> [Task item]: Would you output the entries below only from the line containing "error!(path = %self.inner.path, error" through the line containing "let resource = SyncResource", exactly as they stand and with both ends included?

>>>

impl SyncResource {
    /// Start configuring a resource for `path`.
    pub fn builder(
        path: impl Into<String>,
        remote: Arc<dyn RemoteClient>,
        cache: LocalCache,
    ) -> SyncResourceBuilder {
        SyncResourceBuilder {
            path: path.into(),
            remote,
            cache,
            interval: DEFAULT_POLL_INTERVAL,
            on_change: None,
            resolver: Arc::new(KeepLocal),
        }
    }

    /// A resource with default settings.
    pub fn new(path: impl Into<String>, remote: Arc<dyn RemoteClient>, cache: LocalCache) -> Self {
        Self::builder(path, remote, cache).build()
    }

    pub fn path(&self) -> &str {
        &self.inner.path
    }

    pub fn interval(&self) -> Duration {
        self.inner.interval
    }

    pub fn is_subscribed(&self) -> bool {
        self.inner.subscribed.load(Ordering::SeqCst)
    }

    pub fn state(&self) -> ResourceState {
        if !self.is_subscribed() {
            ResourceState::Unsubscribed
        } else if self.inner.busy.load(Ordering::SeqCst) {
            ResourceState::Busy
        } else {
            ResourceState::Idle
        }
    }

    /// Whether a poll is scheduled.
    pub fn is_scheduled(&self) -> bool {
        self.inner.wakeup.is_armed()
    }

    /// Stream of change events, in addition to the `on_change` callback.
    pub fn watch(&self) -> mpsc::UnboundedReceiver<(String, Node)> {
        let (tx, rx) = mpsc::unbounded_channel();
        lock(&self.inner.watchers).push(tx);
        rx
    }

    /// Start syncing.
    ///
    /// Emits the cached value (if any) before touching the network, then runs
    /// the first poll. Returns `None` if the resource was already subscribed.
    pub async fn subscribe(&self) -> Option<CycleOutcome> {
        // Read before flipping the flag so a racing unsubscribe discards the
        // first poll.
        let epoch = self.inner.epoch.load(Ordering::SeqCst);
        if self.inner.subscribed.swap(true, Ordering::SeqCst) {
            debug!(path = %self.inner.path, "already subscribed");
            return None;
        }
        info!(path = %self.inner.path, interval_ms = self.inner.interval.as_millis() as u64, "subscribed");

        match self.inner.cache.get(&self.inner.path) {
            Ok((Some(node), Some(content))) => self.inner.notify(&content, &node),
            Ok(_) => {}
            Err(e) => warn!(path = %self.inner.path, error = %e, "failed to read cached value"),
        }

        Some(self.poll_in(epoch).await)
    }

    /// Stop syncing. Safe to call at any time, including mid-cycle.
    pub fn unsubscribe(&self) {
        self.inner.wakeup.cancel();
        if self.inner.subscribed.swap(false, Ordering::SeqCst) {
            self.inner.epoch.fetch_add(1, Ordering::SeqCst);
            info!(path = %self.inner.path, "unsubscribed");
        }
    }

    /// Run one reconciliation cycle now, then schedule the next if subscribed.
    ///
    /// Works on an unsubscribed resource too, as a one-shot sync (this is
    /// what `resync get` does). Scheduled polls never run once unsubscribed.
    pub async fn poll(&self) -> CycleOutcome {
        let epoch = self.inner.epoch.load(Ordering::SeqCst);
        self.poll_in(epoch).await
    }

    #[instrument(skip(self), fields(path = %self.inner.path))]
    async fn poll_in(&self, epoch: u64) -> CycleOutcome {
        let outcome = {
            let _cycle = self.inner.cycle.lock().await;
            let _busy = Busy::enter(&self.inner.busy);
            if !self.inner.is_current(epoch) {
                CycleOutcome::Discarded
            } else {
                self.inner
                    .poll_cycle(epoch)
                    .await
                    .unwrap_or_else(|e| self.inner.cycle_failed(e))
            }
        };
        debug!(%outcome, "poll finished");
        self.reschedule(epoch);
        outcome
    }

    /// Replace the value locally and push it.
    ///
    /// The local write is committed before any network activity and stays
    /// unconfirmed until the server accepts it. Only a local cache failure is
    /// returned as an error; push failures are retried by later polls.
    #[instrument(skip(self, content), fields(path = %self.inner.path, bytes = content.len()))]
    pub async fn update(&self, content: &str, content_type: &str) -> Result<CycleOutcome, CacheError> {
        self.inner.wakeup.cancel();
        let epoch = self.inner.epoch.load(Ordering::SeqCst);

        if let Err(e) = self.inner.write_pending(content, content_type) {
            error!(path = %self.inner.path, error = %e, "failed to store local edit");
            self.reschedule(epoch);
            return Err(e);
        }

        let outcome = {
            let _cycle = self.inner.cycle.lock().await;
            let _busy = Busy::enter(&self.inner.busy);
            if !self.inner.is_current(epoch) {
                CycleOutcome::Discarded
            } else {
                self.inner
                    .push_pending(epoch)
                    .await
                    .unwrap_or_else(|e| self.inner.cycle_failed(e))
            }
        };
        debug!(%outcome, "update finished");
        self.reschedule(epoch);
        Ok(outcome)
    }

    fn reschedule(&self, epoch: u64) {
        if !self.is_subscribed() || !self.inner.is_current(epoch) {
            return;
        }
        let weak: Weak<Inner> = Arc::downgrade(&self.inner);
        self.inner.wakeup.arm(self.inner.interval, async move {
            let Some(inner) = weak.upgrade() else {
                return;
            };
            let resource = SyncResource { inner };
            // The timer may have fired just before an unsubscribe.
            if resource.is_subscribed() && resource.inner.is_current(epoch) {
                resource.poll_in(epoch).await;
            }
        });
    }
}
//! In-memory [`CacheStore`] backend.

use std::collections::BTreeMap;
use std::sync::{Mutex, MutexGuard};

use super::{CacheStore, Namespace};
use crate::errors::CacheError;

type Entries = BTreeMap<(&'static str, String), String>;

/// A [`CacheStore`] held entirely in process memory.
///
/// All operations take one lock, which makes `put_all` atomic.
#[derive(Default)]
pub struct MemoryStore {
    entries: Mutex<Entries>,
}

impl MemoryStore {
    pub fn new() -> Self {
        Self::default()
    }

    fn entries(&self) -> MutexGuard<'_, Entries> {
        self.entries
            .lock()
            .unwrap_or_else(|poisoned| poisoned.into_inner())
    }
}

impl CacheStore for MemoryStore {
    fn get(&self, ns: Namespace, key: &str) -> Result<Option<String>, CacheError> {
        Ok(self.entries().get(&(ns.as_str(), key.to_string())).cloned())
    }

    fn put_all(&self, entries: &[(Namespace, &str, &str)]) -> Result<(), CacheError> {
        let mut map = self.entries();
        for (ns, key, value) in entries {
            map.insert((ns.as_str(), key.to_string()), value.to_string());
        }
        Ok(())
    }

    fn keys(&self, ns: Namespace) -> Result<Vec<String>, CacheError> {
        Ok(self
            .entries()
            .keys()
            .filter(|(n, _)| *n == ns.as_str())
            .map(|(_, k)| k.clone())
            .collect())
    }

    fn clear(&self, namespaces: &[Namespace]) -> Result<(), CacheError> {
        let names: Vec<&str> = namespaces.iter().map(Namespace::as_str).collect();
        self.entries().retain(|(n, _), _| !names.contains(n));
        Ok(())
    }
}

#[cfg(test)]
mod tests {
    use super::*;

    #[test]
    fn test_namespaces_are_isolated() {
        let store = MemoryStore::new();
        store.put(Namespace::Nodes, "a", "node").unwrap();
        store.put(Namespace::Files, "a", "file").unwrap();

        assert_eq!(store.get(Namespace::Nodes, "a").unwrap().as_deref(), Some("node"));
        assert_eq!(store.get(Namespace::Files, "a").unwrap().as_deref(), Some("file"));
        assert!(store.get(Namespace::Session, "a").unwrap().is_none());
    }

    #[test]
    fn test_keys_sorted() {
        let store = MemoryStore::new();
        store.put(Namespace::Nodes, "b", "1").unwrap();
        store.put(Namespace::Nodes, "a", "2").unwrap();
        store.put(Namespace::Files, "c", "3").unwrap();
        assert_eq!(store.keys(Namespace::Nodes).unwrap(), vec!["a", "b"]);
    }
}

<<<

> [Worked solution]:
            error!(path = %self.inner.path, error = %e, "failed to store local edit");
            self.reschedule(epoch);
            return Err(e);
        }

        let outcome = {
            let _cycle = self.inner.cycle.lock().await;
            let _busy = Busy::enter(&self.inner.busy);
            if !self.inner.is_current(epoch) {
                CycleOutcome::Discarded
            } else {
                self.inner
                    .push_pending(epoch)
                    .await
                    .unwrap_or_else(|e| self.inner.cycle_failed(e))
            }
        };
        debug!(%outcome, "update finished");
        self.reschedule(epoch);
        Ok(outcome)
    }

    fn reschedule(&self, epoch: u64) {
        if !self.is_subscribed() || !self.inner.is_current(epoch) {
            return;
        }
        let weak: Weak<Inner> = Arc::downgrade(&self.inner);
        self.inner.wakeup.arm(self.inner.interval, async move {
            let Some(inner) = weak.upgrade() else {
                return;
            };
            let resource = SyncResource { inner };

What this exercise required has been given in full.